January 14, 2015
Difference Between Raising Money for Private & Public Companies
The Difference Between Raising Funds for a Private Company and a Public Company
Typically, a private company is going to ask for funds in return for an equity stake in the company. In other words, private investors are going to buy a stake in the company in return for the funds the company needs to operate and expand. In a public company, funds may be raised through the sale of stock, which gives each shareholder partial ownership in the company. Owners of private companies may also fund operations through personal loans, personal savings accounts or loans from family members and friends.
Pros and Cons of Raising Money for a Public or Private Company
When a public company sells shares of stock, ownership shifts from the business owner to the shareholder. However, going public may be advantageous as it adds prestigious and credibility to your company. It also shows that your company will be around for the long-term.

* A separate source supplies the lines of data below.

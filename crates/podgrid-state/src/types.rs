//! Domain types for the podgrid cluster state.
//!
//! These types represent nodes, pods, services, and deployments. All types
//! are serializable to/from JSON so that a full snapshot of the store can
//! be handed to a persistence backend.

use std::collections::BTreeMap;
use std::fmt;
use std::net::Ipv4Addr;
use std::str::FromStr;

use serde::{Deserialize, Serialize};

/// Label set attached to nodes and pods, and used as selectors.
pub type Labels = BTreeMap<String, String>;

/// Unique identifier for a node in the cluster.
pub type NodeName = String;

/// Check whether `labels` satisfy `selector`: every selector key must be
/// present with an equal value. Extra labels are ignored, and an empty
/// selector matches everything.
pub fn selector_matches(labels: &Labels, selector: &Labels) -> bool {
    selector
        .iter()
        .all(|(k, v)| labels.get(k).is_some_and(|lv| lv == v))
}

// ── Node ──────────────────────────────────────────────────────────

/// A resource-bearing placement target.
#[derive(Debug, Clone, Serialize, Deserialize, PartialEq, Eq)]
pub struct Node {
    pub name: NodeName,
    /// Total CPU units on this node.
    pub cpu_capacity: u64,
    /// Total memory on this node (MB).
    pub mem_capacity: u64,
    /// CPU reserved by bound pods.
    #[serde(default)]
    pub cpu_allocated: u64,
    /// Memory reserved by bound pods.
    #[serde(default)]
    pub mem_allocated: u64,
    #[serde(default)]
    pub labels: Labels,
    #[serde(default = "default_ready")]
    pub ready: bool,
    #[serde(default)]
    pub taints: Vec<String>,
}

fn default_ready() -> bool {
    true
}

impl Node {
    /// A ready, untainted node with nothing allocated.
    pub fn new(name: impl Into<String>, cpu_capacity: u64, mem_capacity: u64) -> Self {
        Self {
            name: name.into(),
            cpu_capacity,
            mem_capacity,
            cpu_allocated: 0,
            mem_allocated: 0,
            labels: Labels::new(),
            ready: true,
            taints: Vec::new(),
        }
    }

    pub fn with_labels(mut self, labels: Labels) -> Self {
        self.labels = labels;
        self
    }

    pub fn cpu_available(&self) -> u64 {
        self.cpu_capacity.saturating_sub(self.cpu_allocated)
    }

    pub fn mem_available(&self) -> u64 {
        self.mem_capacity.saturating_sub(self.mem_allocated)
    }

    /// Whether a request of the given size fits in the remaining capacity.
    pub fn fits(&self, cpu_request: u64, mem_request: u64) -> bool {
        cpu_request <= self.cpu_available() && mem_request <= self.mem_available()
    }

    /// Ready and carrying no taints.
    pub fn is_schedulable(&self) -> bool {
        self.ready && self.taints.is_empty()
    }
}

// ── Pod ───────────────────────────────────────────────────────────

/// Monotonically assigned pod identifier. Rendered as `pod-<n>`.
#[derive(Debug, Clone, Copy, PartialEq, Eq, PartialOrd, Ord, Hash, Serialize, Deserialize)]
#[serde(transparent)]
pub struct PodUid(pub u64);

impl fmt::Display for PodUid {
    fn fmt(&self, f: &mut fmt::Formatter<'_>) -> fmt::Result {
        write!(f, "pod-{}", self.0)
    }
}

impl FromStr for PodUid {
    type Err = std::num::ParseIntError;

    /// Accepts `pod-7` as well as a bare `7`.
    fn from_str(s: &str) -> Result<Self, Self::Err> {
        let digits = s.strip_prefix("pod-").unwrap_or(s);
        digits.parse().map(PodUid)
    }
}

/// Lifecycle phase of a pod.
#[derive(Debug, Clone, Copy, PartialEq, Eq, Serialize, Deserialize, Default)]
pub enum PodPhase {
    #[default]
    Pending,
    Running,
    Failed,
}

impl PodPhase {
    /// Pending and Running pods count toward a deployment's replicas.
    pub fn is_active(self) -> bool {
        matches!(self, PodPhase::Pending | PodPhase::Running)
    }
}

impl fmt::Display for PodPhase {
    fn fmt(&self, f: &mut fmt::Formatter<'_>) -> fmt::Result {
        let s = match self {
            PodPhase::Pending => "Pending",
            PodPhase::Running => "Running",
            PodPhase::Failed => "Failed",
        };
        f.write_str(s)
    }
}

/// What to do when a pod is asked to restart.
#[derive(Debug, Clone, Copy, PartialEq, Eq, Serialize, Deserialize, Default)]
pub enum RestartPolicy {
    #[default]
    Always,
    OnFailure,
    Never,
}

impl FromStr for RestartPolicy {
    type Err = String;

    fn from_str(s: &str) -> Result<Self, Self::Err> {
        match s.to_ascii_lowercase().as_str() {
            "always" => Ok(RestartPolicy::Always),
            "onfailure" | "on-failure" => Ok(RestartPolicy::OnFailure),
            "never" => Ok(RestartPolicy::Never),
            other => Err(format!("unknown restart policy: {other}")),
        }
    }
}

/// Health check parameters.
#[derive(Debug, Clone, Serialize, Deserialize, PartialEq, Eq)]
pub struct HealthCheck {
    pub enabled: bool,
    /// Seconds to wait after start before the first probe.
    pub initial_delay_secs: u32,
    /// Probe interval in seconds.
    pub period_secs: u32,
    /// Timeout per probe in seconds.
    pub timeout_secs: u32,
    /// Consecutive failures before the pod is considered unhealthy.
    pub failure_threshold: u32,
}

impl Default for HealthCheck {
    fn default() -> Self {
        Self {
            enabled: false,
            initial_delay_secs: 0,
            period_secs: 10,
            timeout_secs: 1,
            failure_threshold: 3,
        }
    }
}

/// Desired state of a pod.
#[derive(Debug, Clone, Serialize, Deserialize, PartialEq, Eq)]
pub struct PodSpec {
    pub name: String,
    pub image: String,
    pub cpu_request: u64,
    pub mem_request: u64,
    #[serde(default)]
    pub labels: Labels,
    #[serde(default)]
    pub health_check: HealthCheck,
    #[serde(default)]
    pub restart_policy: RestartPolicy,
}

impl PodSpec {
    pub fn new(name: impl Into<String>, image: impl Into<String>, cpu_request: u64, mem_request: u64) -> Self {
        Self {
            name: name.into(),
            image: image.into(),
            cpu_request,
            mem_request,
            labels: Labels::new(),
            health_check: HealthCheck::default(),
            restart_policy: RestartPolicy::default(),
        }
    }

    pub fn with_labels(mut self, labels: Labels) -> Self {
        self.labels = labels;
        self
    }

    pub fn with_restart_policy(mut self, policy: RestartPolicy) -> Self {
        self.restart_policy = policy;
        self
    }

    pub fn with_health_check(mut self, health_check: HealthCheck) -> Self {
        self.health_check = health_check;
        self
    }
}

/// Observed state of a pod.
#[derive(Debug, Clone, Serialize, Deserialize, PartialEq, Eq, Default)]
pub struct PodStatus {
    pub phase: PodPhase,
    /// Bound node, `None` while unbound.
    pub node_name: Option<NodeName>,
    #[serde(default)]
    pub message: String,
    #[serde(default)]
    pub healthy: bool,
    #[serde(default)]
    pub restart_count: u32,
    /// Unix timestamp of the last successful health check.
    #[serde(default)]
    pub started_at: Option<u64>,
}

/// A scheduled unit of work.
#[derive(Debug, Clone, Serialize, Deserialize, PartialEq, Eq)]
pub struct Pod {
    pub uid: PodUid,
    pub name: String,
    pub spec: PodSpec,
    pub status: PodStatus,
}

impl Pod {
    pub fn is_running(&self) -> bool {
        self.status.phase == PodPhase::Running
    }

    /// Whether this pod's labels satisfy `selector`.
    pub fn matches(&self, selector: &Labels) -> bool {
        selector_matches(&self.spec.labels, selector)
    }
}

// ── Service ───────────────────────────────────────────────────────

/// A stable endpoint backed by a label selector.
#[derive(Debug, Clone, Serialize, Deserialize, PartialEq, Eq)]
pub struct Service {
    pub name: String,
    pub selector: Labels,
    pub port: u16,
    pub target_port: u16,
    pub virtual_ip: Ipv4Addr,
    /// Running pods matching the selector, in uid order.
    #[serde(default)]
    pub endpoints: Vec<PodUid>,
    /// Round-robin cursor into `endpoints`.
    #[serde(default)]
    pub rr_index: usize,
}

impl Service {
    /// Pick the endpoint under the cursor and advance it.
    ///
    /// The cursor is taken modulo the current endpoint count, so it stays
    /// valid when the endpoint set shrinks. Returns `None` when empty.
    pub fn next_endpoint(&mut self) -> Option<PodUid> {
        let count = self.endpoints.len();
        if count == 0 {
            return None;
        }
        let idx = self.rr_index % count;
        self.rr_index = (idx + 1) % count;
        Some(self.endpoints[idx])
    }
}

// ── Deployment ────────────────────────────────────────────────────

/// Declarative desired-replica-count controller.
#[derive(Debug, Clone, Serialize, Deserialize, PartialEq, Eq)]
pub struct Deployment {
    pub name: String,
    pub image: String,
    pub replicas: u32,
    /// Selector used to find this deployment's pods.
    pub selector: Labels,
    /// Labels stamped onto every pod created from the template.
    pub labels: Labels,
    pub cpu_request: u64,
    pub mem_request: u64,
}

impl Deployment {
    /// Build the spec for a replica with the given name.
    pub fn pod_template(&self, name: String) -> PodSpec {
        PodSpec {
            name,
            image: self.image.clone(),
            cpu_request: self.cpu_request,
            mem_request: self.mem_request,
            labels: self.labels.clone(),
            health_check: HealthCheck::default(),
            restart_policy: RestartPolicy::default(),
        }
    }
}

When a private company asks friends, family members or outside investors for a loan, it could create tension if the company doesn’t become profitable. This is why it may be a good idea to use personal funds to get the company to a point where there are sustained revenues and a proven concept that can grow into a profitable business.
What are the Best Methods for Raising Funds for a Company?
There is no single right answer to this question. For startup companies, it may be impossible to fund operations without a personal loan or a loan from friends or family members. In some cases, it may be impossible to grow a business in some industries without the right connections. In that case, having a well-connected investor is all buy a necessity even if it dilutes the owner’s equity in the business.
All companies need funds to survive, and those who have the money have the right to ask for that money back or for something in exchange. Therefore, you have to look at your business model and come up with a plan that funds the company without giving up too equity or other opportunities to make money in the future.